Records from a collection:
use std::time::Duration;

use async_trait::async_trait;
use chrono::Utc;
use hmac::{Hmac, Mac};
use roam_core::gateway::{
    CaptureOutcome, GatewayError, OpenedSession, PaymentGateway, PaymentOutcome, SignatureHeaders,
    WebhookNotice,
};
use roam_shared::Booking;
use serde::Deserialize;
use sha2::Sha256;
use tracing::warn;

type HmacSha256 = Hmac<Sha256>;

/// Webhook timestamps older than this are replays.
const SIGNATURE_TOLERANCE_SECS: i64 = 300;

#[derive(Debug, Clone)]
pub struct StripeConfig {
    pub secret_key: String,
    pub webhook_secret: String,
    pub base_url: String,
    pub return_url: String,
    pub timeout_seconds: u64,
}

/// Stripe Checkout adapter. Auth is a static secret key; webhook
/// authenticity is verified locally against the endpoint secret.
pub struct StripeGateway {
    http: reqwest::Client,
    config: StripeConfig,
}

#[derive(Debug, Deserialize)]
struct CheckoutSession {
    id: String,
    url: Option<String>,
    payment_status: Option<String>,
    status: Option<String>,
    amount_total: Option<i64>,
    currency: Option<String>,
}

#[derive(Debug, Deserialize)]
struct WebhookEvent {
    #[serde(rename = "type")]
    event_type: String,
    data: WebhookData,
}

#[derive(Debug, Deserialize)]
struct WebhookData {
    object: WebhookObject,
}

#[derive(Debug, Deserialize)]
struct WebhookObject {
    id: String,
}

impl StripeGateway {
    pub fn new(config: StripeConfig) -> Result<Self, GatewayError> {
        let http = reqwest::Client::builder()
            .timeout(Duration::from_secs(config.timeout_seconds))
            .build()
            .map_err(|e| GatewayError::ProviderUnavailable(e.to_string()))?;
        Ok(Self { http, config })
    }

    fn verify_signature(&self, body: &[u8], header: &str) -> Result<(), GatewayError> {
        let mut timestamp: Option<i64> = None;
        let mut signature: Option<Vec<u8>> = None;
        for part in header.split(',') {
            match part.trim().split_once('=') {
                Some(("t", v)) => timestamp = v.parse().ok(),
                Some(("v1", v)) => signature = hex::decode(v).ok(),
                _ => {}
            }
        }
        let (timestamp, signature) = match (timestamp, signature) {
            (Some(t), Some(s)) => (t, s),
            _ => return Err(GatewayError::InvalidSignature),
        };

        if (Utc::now().timestamp() - timestamp).abs() > SIGNATURE_TOLERANCE_SECS {
            return Err(GatewayError::InvalidSignature);
        }

        let mut mac = HmacSha256::new_from_slice(self.config.webhook_secret.as_bytes())
            .map_err(|_| GatewayError::InvalidSignature)?;
        mac.update(timestamp.to_string().as_bytes());
        mac.update(b".");
        mac.update(body);
        mac.verify_slice(&signature)
            .map_err(|_| GatewayError::InvalidSignature)
    }
}

#[async_trait]
impl PaymentGateway for StripeGateway {
    fn provider_id(&self) -> &str {
        "stripe"
    }

    async fn open_session(&self, booking: &Booking) -> Result<OpenedSession, GatewayError> {
        let name = format!("Vehicle rental {}", booking.id);
        let params = [
            ("mode", "payment".to_string()),
            ("client_reference_id", booking.id.to_string()),
            ("success_url", self.config.return_url.clone()),
            ("cancel_url", self.config.return_url.clone()),
            ("line_items[0][quantity]", "1".to_string()),
            (
                "line_items[0][price_data][currency]",
                booking.currency.to_lowercase(),
            ),
            (
                "line_items[0][price_data][unit_amount]",
                booking.total_minor.to_string(),
            ),
            ("line_items[0][price_data][product_data][name]", name),
        ];

        let response = self
            .http
            .post(format!("{}/v1/checkout/sessions", self.config.base_url))
            .bearer_auth(&self.config.secret_key)
            .form(&params)
            .send()
            .await
            .map_err(translate_transport)?;
        let response = check_status(response)?;

        let session: CheckoutSession = response
            .json()
            .await
            .map_err(|e| GatewayError::ProviderUnavailable(e.to_string()))?;
        let redirect_url = session
            .url
            .ok_or_else(|| GatewayError::ProviderRejected("session has no redirect url".into()))?;

        Ok(OpenedSession {
            provider_session_id: session.id,
            redirect_url,
        })
    }

    async fn capture_result(
        &self,
        provider_session_id: &str,
    ) -> Result<CaptureOutcome, GatewayError> {
        let response = self
            .http
            .get(format!(
                "{}/v1/checkout/sessions/{}",
                self.config.base_url, provider_session_id
            ))
            .bearer_auth(&self.config.secret_key)
            .send()
            .await
            .map_err(translate_transport)?;
        let response = check_status(response)?;

        let session: CheckoutSession = response
            .json()
            .await
            .map_err(|e| GatewayError::ProviderUnavailable(e.to_string()))?;

        let outcome = match (session.payment_status.as_deref(), session.status.as_deref()) {
            (Some("paid"), _) => PaymentOutcome::Captured,
            (_, Some("expired")) => PaymentOutcome::Denied,
            _ => PaymentOutcome::Pending,
        };

        Ok(CaptureOutcome {
            outcome,
            amount_minor: session.amount_total.unwrap_or_default(),
            currency: session.currency.unwrap_or_default().to_uppercase(),
        })
    }

    async fn verify_webhook(
        &self,
        body: &[u8],
        headers: &SignatureHeaders,
    ) -> Result<WebhookNotice, GatewayError> {
        let header = headers
            .get("stripe-signature")
            .ok_or(GatewayError::InvalidSignature)?;
        self.verify_signature(body, header)?;

        let event: WebhookEvent =
            serde_json::from_slice(body).map_err(|_| GatewayError::InvalidSignature)?;

        let outcome = match event.event_type.as_str() {
            "checkout.session.completed" => PaymentOutcome::Captured,
            "checkout.session.expired" | "checkout.session.async_payment_failed" => {
                PaymentOutcome::Denied
            }
            other => {
                // Authentic but irrelevant; the processor acks it.
                warn!("Ignoring stripe event type {}", other);
                PaymentOutcome::Pending
            }
        };

        Ok(WebhookNotice {
            provider_session_id: event.data.object.id,
            outcome,
        })
    }
}

pub(crate) fn translate_transport(e: reqwest::Error) -> GatewayError {
    if e.is_timeout() {
        GatewayError::ProviderTimeout(e.to_string())
    } else {
        GatewayError::ProviderUnavailable(e.to_string())
    }
}

pub(crate) fn check_status(response: reqwest::Response) -> Result<reqwest::Response, GatewayError> {
    let status = response.status();
    if status.is_success() {
        Ok(response)
    } else if status.is_server_error() || status.as_u16() == 429 {
        Err(GatewayError::ProviderUnavailable(format!("status {}", status)))
    } else {
        Err(GatewayError::ProviderRejected(format!("status {}", status)))
    }
}

#[cfg(test)]
mod tests {
    use super::*;

    fn gateway() -> StripeGateway {
        StripeGateway::new(StripeConfig {
            secret_key: "sk_test_123".to_string(),
            webhook_secret: "whsec_test".to_string(),
            base_url: "https://api.stripe.example".to_string(),
            return_url: "https://roam.example/return".to_string(),
            timeout_seconds: 5,
        })
        .unwrap()
    }

    fn sign(secret: &str, timestamp: i64, body: &[u8]) -> String {
        let mut mac = HmacSha256::new_from_slice(secret.as_bytes()).unwrap();
        mac.update(timestamp.to_string().as_bytes());
        mac.update(b".");
        mac.update(body);
        hex::encode(mac.finalize().into_bytes())
    }

    #[tokio::test]
    async fn test_valid_signature_accepted() {
        let gw = gateway();
        let body = br#"{"type":"checkout.session.completed","data":{"object":{"id":"cs_123"}}}"#;
        let t = Utc::now().timestamp();
        let header = format!("t={},v1={}", t, sign("whsec_test", t, body));

        let mut headers = SignatureHeaders::new();
        headers.insert("stripe-signature".to_string(), header);

        let notice = gw.verify_webhook(body, &headers).await.unwrap();
        assert_eq!(notice.provider_session_id, "cs_123");
        assert_eq!(notice.outcome, PaymentOutcome::Captured);
    }

    #[tokio::test]
    async fn test_tampered_body_rejected() {
        let gw = gateway();
        let body = br#"{"type":"checkout.session.completed","data":{"object":{"id":"cs_123"}}}"#;
        let t = Utc::now().timestamp();
        let header = format!("t={},v1={}", t, sign("whsec_test", t, body));

        let mut headers = SignatureHeaders::new();
        headers.insert("stripe-signature".to_string(), header);

        let tampered = br#"{"type":"checkout.session.completed","data":{"object":{"id":"cs_999"}}}"#;
        let err = gw.verify_webhook(tampered, &headers).await.unwrap_err();
        assert!(matches!(err, GatewayError::InvalidSignature));
    }

    #[tokio::test]
    async fn test_wrong_secret_rejected() {
        let gw = gateway();
        let body = br#"{"type":"checkout.session.expired","data":{"object":{"id":"cs_123"}}}"#;
        let t = Utc::now().timestamp();
        let header = format!("t={},v1={}", t, sign("whsec_other", t, body));

        let mut headers = SignatureHeaders::new();
        headers.insert("stripe-signature".to_string(), header);

        let err = gw.verify_webhook(body, &headers).await.unwrap_err();
        assert!(matches!(err, GatewayError::InvalidSignature));
    }

    #[tokio::test]
    async fn test_stale_timestamp_rejected() {
        let gw = gateway();
        let body = br#"{"type":"checkout.session.completed","data":{"object":{"id":"cs_123"}}}"#;
        let t = Utc::now().timestamp() - SIGNATURE_TOLERANCE_SECS - 10;
        let header = format!("t={},v1={}", t, sign("whsec_test", t, body));

        let mut headers = SignatureHeaders::new();
        headers.insert("stripe-signature".to_string(), header);

        let err = gw.verify_webhook(body, &headers).await.unwrap_err();
        assert!(matches!(err, GatewayError::InvalidSignature));
    }

    #[tokio::test]
    async fn test_missing_header_rejected() {
        let gw = gateway();
        let err = gw
            .verify_webhook(b"{}", &SignatureHeaders::new())
            .await
            .unwrap_err();
        assert!(matches!(err, GatewayError::InvalidSignature));
    }
}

-- EXERCISE --
Up to and including the line with "the endpoint secret.", restate the records above word for word from the very first line.

-- PROBLEM SOLUTION --
use std::time::Duration;

use async_trait::async_trait;
use chrono::Utc;
use hmac::{Hmac, Mac};
use roam_core::gateway::{
    CaptureOutcome, GatewayError, OpenedSession, PaymentGateway, PaymentOutcome, SignatureHeaders,
    WebhookNotice,
};
use roam_shared::Booking;
use serde::Deserialize;
use sha2::Sha256;
use tracing::warn;

type HmacSha256 = Hmac<Sha256>;

/// Webhook timestamps older than this are replays.
const SIGNATURE_TOLERANCE_SECS: i64 = 300;

#[derive(Debug, Clone)]
pub struct StripeConfig {
    pub secret_key: String,
    pub webhook_secret: String,
    pub base_url: String,
    pub return_url: String,
    pub timeout_seconds: u64,
}

/// Stripe Checkout adapter. Auth is a static secret key; webhook
/// authenticity is verified locally against the endpoint secret.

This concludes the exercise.